IL N'Y A PLUS DE CHARLIE-HEBDO...

NB : Texte publié dans "Sud Quotidien" du 24 janvier 2015

Si Charlie-Hebdo n’est pas mort, il est défiguré !

Un journal adulé, presque vénéré, est paru sous le même titre, mais il est bien loin de celui qui, avant le 7 janvier, avait pour devise « l’indépendance à tout prix ! » et se vantait de ne rien devoir à personne, d’être libre, et indifférent aux honneurs.

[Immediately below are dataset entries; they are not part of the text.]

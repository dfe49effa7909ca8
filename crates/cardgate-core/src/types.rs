use crate::{
    Result,
    constants::{MASTER_LABEL, MAX_UID_LENGTH, MIN_UID_LENGTH, NOTIFICATION_PREFIX},
    error::Error,
};
use serde::{Deserialize, Serialize};
use std::fmt;
use subtle::ConstantTimeEq;

/// Encode bytes as lowercase hex, two digits per byte, no separators.
///
/// Bytes are emitted in the order given, so a UID keeps the byte order the
/// reader produced.
///
/// # Examples
///
/// ```
/// use cardgate_core::hex_encode;
///
/// assert_eq!(hex_encode(&[0x03, 0x89, 0xAF, 0x0D]), "0389af0d");
/// assert_eq!(hex_encode(&[]), "");
/// ```
#[must_use]
pub fn hex_encode(bytes: &[u8]) -> String {
    hex::encode(bytes)
}

/// Decode a hex string (either case) back into bytes.
///
/// # Errors
/// Returns `Error::InvalidHex` for odd lengths or non-hex characters.
pub fn hex_decode(text: &str) -> Result<Vec<u8>> {
    hex::decode(text.trim()).map_err(|e| Error::InvalidHex(format!("'{text}': {e}")))
}

/// Card unique identifier as produced by a proximity reader.
///
/// # Security
/// Equality is constant-time so comparing against privileged UIDs does not
/// leak how many leading bytes matched.
#[derive(Debug, Clone, Eq, Serialize, Deserialize)]
pub struct CardUid(Vec<u8>);

impl CardUid {
    /// Create a UID, validating the ISO 14443 length range (4-10 bytes).
    ///
    /// # Errors
    /// Returns `Error::InvalidCardUid` if the length is out of range.
    pub fn new(bytes: Vec<u8>) -> Result<Self> {
        let len = bytes.len();
        if !(MIN_UID_LENGTH..=MAX_UID_LENGTH).contains(&len) {
            return Err(Error::InvalidCardUid(format!(
                "UID must be {MIN_UID_LENGTH}-{MAX_UID_LENGTH} bytes, got {len}"
            )));
        }
        Ok(CardUid(bytes))
    }

    /// Parse a UID from its hex representation.
    ///
    /// # Errors
    /// Returns an error if the text is not hex or the decoded length is out
    /// of range.
    pub fn from_hex(text: &str) -> Result<Self> {
        CardUid::new(hex_decode(text)?)
    }

    #[must_use]
    pub fn as_bytes(&self) -> &[u8] {
        &self.0
    }

    #[must_use]
    pub fn len(&self) -> usize {
        self.0.len()
    }

    #[must_use]
    pub fn is_empty(&self) -> bool {
        self.0.is_empty()
    }

    /// Lowercase hex form used for directory lookups.
    #[must_use]
    pub fn to_hex(&self) -> String {
        hex_encode(&self.0)
    }
}

impl PartialEq for CardUid {
    fn eq(&self, other: &Self) -> bool {
        self.0.as_slice().ct_eq(other.0.as_slice()).into()
    }
}

impl std::hash::Hash for CardUid {
    fn hash<H: std::hash::Hasher>(&self, state: &mut H) {
        self.0.hash(state);
    }
}

impl AsRef<[u8]> for CardUid {
    fn as_ref(&self) -> &[u8] {
        &self.0
    }
}

impl fmt::Display for CardUid {
    fn fmt(&self, f: &mut fmt::Formatter) -> fmt::Result {
        write!(f, "{}", self.to_hex())
    }
}

impl std::str::FromStr for CardUid {
    type Err = Error;

    fn from_str(s: &str) -> Result<Self> {
        CardUid::from_hex(s)
    }
}

/// Who presented the card.
#[derive(Debug, Clone, PartialEq, Eq, Serialize, Deserialize)]
#[serde(rename_all = "snake_case")]
pub enum Identity {
    /// The compiled-in master card.
    Master,
    /// A card resolved through the directory.
    NamedUser { name: String },
    /// Neither master nor known to the directory.
    Unknown,
}

impl Identity {
    /// Label shown on the display and embedded in notifications.
    ///
    /// `None` for unknown cards, which never produce a notification.
    #[must_use]
    pub fn label(&self) -> Option<&str> {
        match self {
            Identity::Master => Some(MASTER_LABEL),
            Identity::NamedUser { name } => Some(name.as_str()),
            Identity::Unknown => None,
        }
    }

    #[must_use]
    pub fn is_known(&self) -> bool {
        !matches!(self, Identity::Unknown)
    }
}

/// Outcome of one decision cycle.
#[derive(Debug, Clone, PartialEq, Eq, Serialize, Deserialize)]
#[serde(rename_all = "snake_case")]
pub enum AccessDecision {
    Granted(Identity),
    Denied,
}

impl AccessDecision {
    /// Decide from an identity: any known identity is granted.
    ///
    /// # Examples
    ///
    /// ```
    /// use cardgate_core::{AccessDecision, Identity};
    ///
    /// assert!(AccessDecision::from_identity(Identity::Master).is_granted());
    /// assert_eq!(AccessDecision::from_identity(Identity::Unknown), AccessDecision::Denied);
    /// ```
    #[must_use]
    pub fn from_identity(identity: Identity) -> Self {
        if identity.is_known() {
            AccessDecision::Granted(identity)
        } else {
            AccessDecision::Denied
        }
    }

    #[inline]
    #[must_use]
    pub fn is_granted(&self) -> bool {
        matches!(self, AccessDecision::Granted(_))
    }

    /// The granted identity, if any.
    #[must_use]
    pub fn identity(&self) -> Option<&Identity> {
        match self {
            AccessDecision::Granted(identity) => Some(identity),
            AccessDecision::Denied => None,
        }
    }
}

impl fmt::Display for AccessDecision {
    fn fmt(&self, f: &mut fmt::Formatter) -> fmt::Result {
        match self {
            AccessDecision::Granted(identity) => {
                write!(f, "Granted({})", identity.label().unwrap_or("?"))
            }
            AccessDecision::Denied => write!(f, "Denied"),
        }
    }
}

/// Whether the modem has confirmed network attachment.
#[derive(Debug, Clone, Copy, PartialEq, Eq, Default, Serialize, Deserialize)]
#[serde(rename_all = "snake_case")]
pub enum ConnectivityState {
    Online,
    #[default]
    Offline,
}

impl ConnectivityState {
    #[inline]
    #[must_use]
    pub fn is_online(self) -> bool {
        matches!(self, ConnectivityState::Online)
    }

    #[inline]
    #[must_use]
    pub fn from_online(online: bool) -> Self {
        if online {
            ConnectivityState::Online
        } else {
            ConnectivityState::Offline
        }
    }
}

impl fmt::Display for ConnectivityState {
    fn fmt(&self, f: &mut fmt::Formatter) -> fmt::Result {
        match self {
            ConnectivityState::Online => write!(f, "Online"),
            ConnectivityState::Offline => write!(f, "Offline"),
        }
    }
}

/// Text reported to the remote collector for a granted access.
///
/// Uptime is monotonic milliseconds since controller start, not wall-clock
/// time.
#[derive(Debug, Clone, PartialEq, Eq, Serialize, Deserialize)]
pub struct NotificationMessage {
    pub text: String,
    pub uptime_millis: u64,
}

impl NotificationMessage {
    /// Build the notification for a decision.
    ///
    /// Only granted decisions are reported; denials yield `None`.
    ///
    /// # Examples
    ///
    /// ```
    /// use cardgate_core::{AccessDecision, Identity, NotificationMessage};
    ///
    /// let msg = NotificationMessage::for_decision(
    ///     &AccessDecision::Granted(Identity::Master),
    ///     1234,
    /// ).unwrap();
    /// assert_eq!(msg.text, "User Accessed: Master at 1234");
    ///
    /// assert!(NotificationMessage::for_decision(&AccessDecision::Denied, 1234).is_none());
    /// ```
    #[must_use]
    pub fn for_decision(decision: &AccessDecision, uptime_millis: u64) -> Option<Self> {
        let label = decision.identity()?.label()?;
        Some(NotificationMessage {
            text: format!("{NOTIFICATION_PREFIX}{label} at {uptime_millis}"),
            uptime_millis,
        })
    }
}

#[cfg(test)]
mod tests {
    use super::*;
    use rstest::rstest;

    #[rstest]
    #[case(&[0x03, 0x89, 0xAF, 0x0D], "0389af0d")]
    #[case(&[0x12, 0x34, 0x56, 0x78], "12345678")]
    #[case(&[0x00, 0x01, 0x0A, 0xFF], "00010aff")]
    fn test_hex_encode(#[case] bytes: &[u8], #[case] expected: &str) {
        assert_eq!(hex_encode(bytes), expected);
    }

    #[rstest]
    #[case("AABBCCDD")]
    #[case("aabbccdd")]
    fn test_hex_decode_either_case(#[case] input: &str) {
        assert_eq!(hex_decode(input).unwrap(), vec![0xAA, 0xBB, 0xCC, 0xDD]);
    }

    #[rstest]
    #[case("abc")] // odd length
    #[case("zz11")] // not hex
    fn test_hex_decode_invalid(#[case] input: &str) {
        assert!(matches!(hex_decode(input), Err(Error::InvalidHex(_))));
    }

    #[test]
    fn test_card_uid_length_bounds() {
        assert!(CardUid::new(vec![0x01; 3]).is_err());
        assert!(CardUid::new(vec![0x01; 4]).is_ok());
        assert!(CardUid::new(vec![0x01; 10]).is_ok());
        assert!(CardUid::new(vec![0x01; 11]).is_err());
    }

    #[test]
    fn test_card_uid_equality_requires_same_length() {
        let short = CardUid::new(vec![0x03, 0x89, 0xAF, 0x0D]).unwrap();
        let long = CardUid::new(vec![0x03, 0x89, 0xAF, 0x0D, 0x00]).unwrap();
        assert_ne!(short, long);
        assert_eq!(short, CardUid::from_hex("0389AF0D").unwrap());
    }

    #[test]
    fn test_card_uid_display_is_lowercase_hex() {
        let uid: CardUid = "AABBCCDD".parse().unwrap();
        assert_eq!(uid.to_string(), "aabbccdd");
    }

    #[test]
    fn test_identity_labels() {
        assert_eq!(Identity::Master.label(), Some("Master"));
        let user = Identity::NamedUser {
            name: "Admin".to_string(),
        };
        assert_eq!(user.label(), Some("Admin"));
        assert_eq!(Identity::Unknown.label(), None);
    }

    #[test]
    fn test_decision_from_identity() {
        let user = Identity::NamedUser {
            name: "John Doe".to_string(),
        };
        assert_eq!(
            AccessDecision::from_identity(user.clone()),
            AccessDecision::Granted(user)
        );
        assert_eq!(
            AccessDecision::from_identity(Identity::Unknown),
            AccessDecision::Denied
        );
    }

    #[test]
    fn test_connectivity_state() {
        assert!(ConnectivityState::Online.is_online());
        assert!(!ConnectivityState::default().is_online());
        assert_eq!(ConnectivityState::from_online(true), ConnectivityState::Online);
    }

    #[test]
    fn test_notification_for_named_user() {
        let decision = AccessDecision::Granted(Identity::NamedUser {
            name: "Admin".to_string(),
        });
        let msg = NotificationMessage::for_decision(&decision, 42).unwrap();
        assert_eq!(msg.text, "User Accessed: Admin at 42");
        assert_eq!(msg.uptime_millis, 42);
    }

    mod properties {
        use super::super::*;
        use proptest::prelude::*;

        proptest! {
            #[test]
            fn prop_hex_roundtrip(bytes in prop::collection::vec(any::<u8>(), 0..16)) {
                let encoded = hex_encode(&bytes);
                prop_assert_eq!(encoded.len(), bytes.len() * 2);
                prop_assert!(encoded.chars().all(|c| c.is_ascii_digit() || c.is_ascii_lowercase()));
                prop_assert_eq!(hex_decode(&encoded).unwrap(), bytes);
            }
        }
    }
}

De 30.000 à 7.000.000 d’exemplaires !

Si Charlie est défiguré, ce n’est pas, principalement, la conséquence de la disparition tragique de ses fondateurs, de ses plus grandes plumes, de ses caricaturistes les plus imaginatifs. Même si les « survivants » paraissent plus sensibles à l’appel des médias que ne l’étaient les fondateurs et qu’ils ont tendance à accréditer l’idée que la crudité des mots, pour ne pas dire la grossièreté, sont les seuls vrais labels de leur journal, y compris dans les moments les plus émouvants…
Si Charlie est défiguré, c’est qu’il n’y a rien de commun entre le journal besogneux, souvent à court d’argent mais jamais à court d’imagination, porté par l’engagement de ses animateurs, et l’hebdomadaire « milliardaire », gavé d’argent et de soutiens, y compris ceux venant de ceux qu’il décriait. Il y a quelques semaines, l’ancien Charlie était sur le point de disparaitre pour une dette de 100.000 euros, le nouveau va pouvoir disposer d’un matelas de plus de 20 millions d’euros, en dons et recettes, après avoir réussi le joli coup de diminuer le nombre de ses pages sans baisser son prix ! Il pourrait même se payer le luxe d’aller au secours de ses anciens protecteurs.

Si Charlie  est défiguré, c’est qu’il n’y a rien de commun entre les 30.000 à 60.000 exemplaires qui n’étaient écoulés que grâce au militantisme de lecteurs aficionados qui le lisaient par choix personnel, et les millions d’exemplaires que s’arrachent des files d’acheteurs sur commande qui, dès potron-minet, font la queue devant les kiosques, comme on le faisait naguère devant les vespasiennes. Il n’y a rien de commun entre les lecteurs du vieux Charlie, unis par un même idéal, et ceux d’aujourd’hui dont les motivations sont disparates et qui brandissent le journal comme un trophée de guerre. Jusqu’où d’ailleurs montera le tirage de ce journal ? Un million, trois, cinq, et plutôt sept millions d’exemplaires : c’est un tirage biblique ! Le journal est devenu un objet de consommation courante, une sorte d’Almanach Vermot dont chaque famille française devrait posséder un exemplaire et il faudrait désormais le faire rembourser par la sécurité sociale. N’oublions pas aussi ceux qui spéculent sur le titre, ceux qui se sont enrichis sur ses dépouilles ou sur sa légende en reprenant ses dessins, ceux qui se font de la publicité en se déchirant sur des mémoires. Bref, ce journal est devenu pour beaucoup une bonne affaire !   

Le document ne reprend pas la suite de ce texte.